Saved data entries
.....

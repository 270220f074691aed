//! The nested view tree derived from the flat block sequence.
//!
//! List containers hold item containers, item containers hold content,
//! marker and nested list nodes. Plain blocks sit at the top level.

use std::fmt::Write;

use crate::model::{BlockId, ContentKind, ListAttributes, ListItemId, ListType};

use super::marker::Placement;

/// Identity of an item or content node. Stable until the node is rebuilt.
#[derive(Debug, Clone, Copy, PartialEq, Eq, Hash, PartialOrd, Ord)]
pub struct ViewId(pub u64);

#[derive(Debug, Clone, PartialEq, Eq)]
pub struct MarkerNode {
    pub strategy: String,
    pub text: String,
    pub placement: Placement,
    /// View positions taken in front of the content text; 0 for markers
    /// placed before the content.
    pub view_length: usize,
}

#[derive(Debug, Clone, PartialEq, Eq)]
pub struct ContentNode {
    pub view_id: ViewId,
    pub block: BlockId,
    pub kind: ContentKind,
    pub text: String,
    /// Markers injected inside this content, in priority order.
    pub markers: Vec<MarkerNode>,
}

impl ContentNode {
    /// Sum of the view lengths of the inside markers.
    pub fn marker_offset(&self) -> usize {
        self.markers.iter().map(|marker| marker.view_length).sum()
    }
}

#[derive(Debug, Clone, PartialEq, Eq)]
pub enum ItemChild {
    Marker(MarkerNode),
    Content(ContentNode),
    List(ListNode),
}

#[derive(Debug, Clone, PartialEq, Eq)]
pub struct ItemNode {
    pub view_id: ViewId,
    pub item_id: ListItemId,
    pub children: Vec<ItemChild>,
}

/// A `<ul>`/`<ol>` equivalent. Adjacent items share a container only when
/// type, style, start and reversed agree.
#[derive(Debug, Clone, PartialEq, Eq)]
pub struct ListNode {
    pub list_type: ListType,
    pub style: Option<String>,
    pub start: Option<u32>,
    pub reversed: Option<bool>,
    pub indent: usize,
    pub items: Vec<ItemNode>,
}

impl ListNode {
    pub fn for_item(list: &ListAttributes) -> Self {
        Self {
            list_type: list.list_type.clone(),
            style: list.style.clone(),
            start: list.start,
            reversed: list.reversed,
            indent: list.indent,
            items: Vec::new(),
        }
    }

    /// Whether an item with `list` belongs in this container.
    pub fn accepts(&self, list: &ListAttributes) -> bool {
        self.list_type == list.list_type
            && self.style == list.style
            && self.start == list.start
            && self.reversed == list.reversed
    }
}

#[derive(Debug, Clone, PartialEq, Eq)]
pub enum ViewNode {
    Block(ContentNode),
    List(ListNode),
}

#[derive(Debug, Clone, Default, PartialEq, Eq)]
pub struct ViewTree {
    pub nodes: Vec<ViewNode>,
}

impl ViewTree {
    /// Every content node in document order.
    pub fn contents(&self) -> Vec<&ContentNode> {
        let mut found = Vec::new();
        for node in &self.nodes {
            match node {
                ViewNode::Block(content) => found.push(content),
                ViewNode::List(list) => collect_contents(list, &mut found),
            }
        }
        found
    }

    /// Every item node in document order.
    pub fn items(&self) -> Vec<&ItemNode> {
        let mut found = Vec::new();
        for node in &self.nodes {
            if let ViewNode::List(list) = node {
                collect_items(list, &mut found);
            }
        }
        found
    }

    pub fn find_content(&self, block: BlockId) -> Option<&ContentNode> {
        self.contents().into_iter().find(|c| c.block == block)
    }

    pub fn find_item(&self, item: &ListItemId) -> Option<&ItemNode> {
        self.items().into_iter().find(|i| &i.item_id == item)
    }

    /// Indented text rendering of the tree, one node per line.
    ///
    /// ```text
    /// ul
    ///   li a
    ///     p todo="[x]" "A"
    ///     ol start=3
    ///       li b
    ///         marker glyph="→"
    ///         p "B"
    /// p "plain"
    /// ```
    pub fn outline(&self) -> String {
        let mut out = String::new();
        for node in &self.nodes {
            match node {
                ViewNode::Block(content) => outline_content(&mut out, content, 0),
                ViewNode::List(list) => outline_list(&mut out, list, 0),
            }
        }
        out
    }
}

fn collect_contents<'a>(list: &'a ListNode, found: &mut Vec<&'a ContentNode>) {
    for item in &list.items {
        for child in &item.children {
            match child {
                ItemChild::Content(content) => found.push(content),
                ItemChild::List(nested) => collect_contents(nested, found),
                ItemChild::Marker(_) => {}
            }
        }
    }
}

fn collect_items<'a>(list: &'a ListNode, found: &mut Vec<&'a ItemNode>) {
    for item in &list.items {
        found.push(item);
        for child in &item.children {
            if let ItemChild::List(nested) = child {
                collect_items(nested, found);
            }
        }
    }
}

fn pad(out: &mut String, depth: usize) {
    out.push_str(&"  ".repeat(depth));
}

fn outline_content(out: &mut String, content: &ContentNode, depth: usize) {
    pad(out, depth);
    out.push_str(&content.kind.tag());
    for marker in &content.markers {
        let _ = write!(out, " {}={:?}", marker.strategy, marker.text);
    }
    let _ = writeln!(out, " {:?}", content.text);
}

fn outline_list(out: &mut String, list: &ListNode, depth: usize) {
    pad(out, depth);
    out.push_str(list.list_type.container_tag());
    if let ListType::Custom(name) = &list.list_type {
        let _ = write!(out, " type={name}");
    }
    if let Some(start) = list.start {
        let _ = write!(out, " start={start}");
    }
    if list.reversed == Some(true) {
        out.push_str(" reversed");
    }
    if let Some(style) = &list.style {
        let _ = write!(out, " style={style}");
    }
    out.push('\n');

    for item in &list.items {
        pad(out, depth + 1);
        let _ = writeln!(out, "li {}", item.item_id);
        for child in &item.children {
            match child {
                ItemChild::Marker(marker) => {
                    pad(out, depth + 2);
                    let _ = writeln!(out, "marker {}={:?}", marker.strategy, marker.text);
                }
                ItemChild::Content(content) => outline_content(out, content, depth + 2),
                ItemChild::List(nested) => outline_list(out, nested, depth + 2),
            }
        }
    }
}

.....

◆ What you have to do
The entries above must be retyped exactly, down to the last character.

◆ Written answer
repository 270220f074691aed
//! The nested view tree derived from the flat block sequence.
//!
//! List containers hold item containers, item containers hold content,
//! marker and nested list nodes. Plain blocks sit at the top level.

use std::fmt::Write;

use crate::model::{BlockId, ContentKind, ListAttributes, ListItemId, ListType};

use super::marker::Placement;

/// Identity of an item or content node. Stable until the node is rebuilt.
#[derive(Debug, Clone, Copy, PartialEq, Eq, Hash, PartialOrd, Ord)]
pub struct ViewId(pub u64);

#[derive(Debug, Clone, PartialEq, Eq)]
pub struct MarkerNode {
    pub strategy: String,
    pub text: String,
    pub placement: Placement,
    /// View positions taken in front of the content text; 0 for markers
    /// placed before the content.
    pub view_length: usize,
}

#[derive(Debug, Clone, PartialEq, Eq)]
pub struct ContentNode {
    pub view_id: ViewId,
    pub block: BlockId,
    pub kind: ContentKind,
    pub text: String,
    /// Markers injected inside this content, in priority order.
    pub markers: Vec<MarkerNode>,
}

impl ContentNode {
    /// Sum of the view lengths of the inside markers.
    pub fn marker_offset(&self) -> usize {
        self.markers.iter().map(|marker| marker.view_length).sum()
    }
}

#[derive(Debug, Clone, PartialEq, Eq)]
pub enum ItemChild {
    Marker(MarkerNode),
    Content(ContentNode),
    List(ListNode),
}

#[derive(Debug, Clone, PartialEq, Eq)]
pub struct ItemNode {
    pub view_id: ViewId,
    pub item_id: ListItemId,
    pub children: Vec<ItemChild>,
}

/// A `<ul>`/`<ol>` equivalent. Adjacent items share a container only when
/// type, style, start and reversed agree.
#[derive(Debug, Clone, PartialEq, Eq)]
pub struct ListNode {
    pub list_type: ListType,
    pub style: Option<String>,
    pub start: Option<u32>,
    pub reversed: Option<bool>,
    pub indent: usize,
    pub items: Vec<ItemNode>,
}

impl ListNode {
    pub fn for_item(list: &ListAttributes) -> Self {
        Self {
            list_type: list.list_type.clone(),
            style: list.style.clone(),
            start: list.start,
            reversed: list.reversed,
            indent: list.indent,
            items: Vec::new(),
        }
    }

    /// Whether an item with `list` belongs in this container.
    pub fn accepts(&self, list: &ListAttributes) -> bool {
        self.list_type == list.list_type
            && self.style == list.style
            && self.start == list.start
            && self.reversed == list.reversed
    }
}

#[derive(Debug, Clone, PartialEq, Eq)]
pub enum ViewNode {
    Block(ContentNode),
    List(ListNode),
}

#[derive(Debug, Clone, Default, PartialEq, Eq)]
pub struct ViewTree {
    pub nodes: Vec<ViewNode>,
}

impl ViewTree {
    /// Every content node in document order.
    pub fn contents(&self) -> Vec<&ContentNode> {
        let mut found = Vec::new();
        for node in &self.nodes {
            match node {
                ViewNode::Block(content) => found.push(content),
                ViewNode::List(list) => collect_contents(list, &mut found),
            }
        }
        found
    }

    /// Every item node in document order.
    pub fn items(&self) -> Vec<&ItemNode> {
        let mut found = Vec::new();
        for node in &self.nodes {
            if let ViewNode::List(list) = node {
                collect_items(list, &mut found);
            }
        }
        found
    }

    pub fn find_content(&self, block: BlockId) -> Option<&ContentNode> {
        self.contents().into_iter().find(|c| c.block == block)
    }

    pub fn find_item(&self, item: &ListItemId) -> Option<&ItemNode> {
        self.items().into_iter().find(|i| &i.item_id == item)
    }

    /// Indented text rendering of the tree, one node per line.
    ///
    /// ```text
    /// ul
    ///   li a
    ///     p todo="[x]" "A"
    ///     ol start=3
    ///       li b
    ///         marker glyph="→"
    ///         p "B"
    /// p "plain"
    /// ```
    pub fn outline(&self) -> String {
        let mut out = String::new();
        for node in &self.nodes {
            match node {
                ViewNode::Block(content) => outline_content(&mut out, content, 0),
                ViewNode::List(list) => outline_list(&mut out, list, 0),
            }
        }
        out
    }
}

fn collect_contents<'a>(list: &'a ListNode, found: &mut Vec<&'a ContentNode>) {
    for item in &list.items {
        for child in &item.children {
            match child {
                ItemChild::Content(content) => found.push(content),
                ItemChild::List(nested) => collect_contents(nested, found),
                ItemChild::Marker(_) => {}
            }
        }
    }
}

fn collect_items<'a>(list: &'a ListNode, found: &mut Vec<&'a ItemNode>) {
    for item in &list.items {
        found.push(item);
        for child in &item.children {
            if let ItemChild::List(nested) = child {
                collect_items(nested, found);
            }
        }
    }
}

fn pad(out: &mut String, depth: usize) {
    out.push_str(&"  ".repeat(depth));
}

fn outline_content(out: &mut String, content: &ContentNode, depth: usize) {
    pad(out, depth);
    out.push_str(&content.kind.tag());
    for marker in &content.markers {
        let _ = write!(out, " {}={:?}", marker.strategy, marker.text);
    }
    let _ = writeln!(out, " {:?}", content.text);
}

fn outline_list(out: &mut String, list: &ListNode, depth: usize) {
    pad(out, depth);
    out.push_str(list.list_type.container_tag());
    if let ListType::Custom(name) = &list.list_type {
        let _ = write!(out, " type={name}");
    }
    if let Some(start) = list.start {
        let _ = write!(out, " start={start}");
    }
    if list.reversed == Some(true) {
        out.push_str(" reversed");
    }
    if let Some(style) = &list.style {
        let _ = write!(out, " style={style}");
    }
    out.push('\n');

    for item in &list.items {
        pad(out, depth + 1);
        let _ = writeln!(out, "li {}", item.item_id);
        for child in &item.children {
            match child {
                ItemChild::Marker(marker) => {
                    pad(out, depth + 2);
                    let _ = writeln!(out, "marker {}={:?}", marker.strategy, marker.text);
                }
                ItemChild::Content(content) => outline_content(out, content, depth + 2),
                ItemChild::List(nested) => outline_list(out, nested, depth + 2),
            }
        }
    }
}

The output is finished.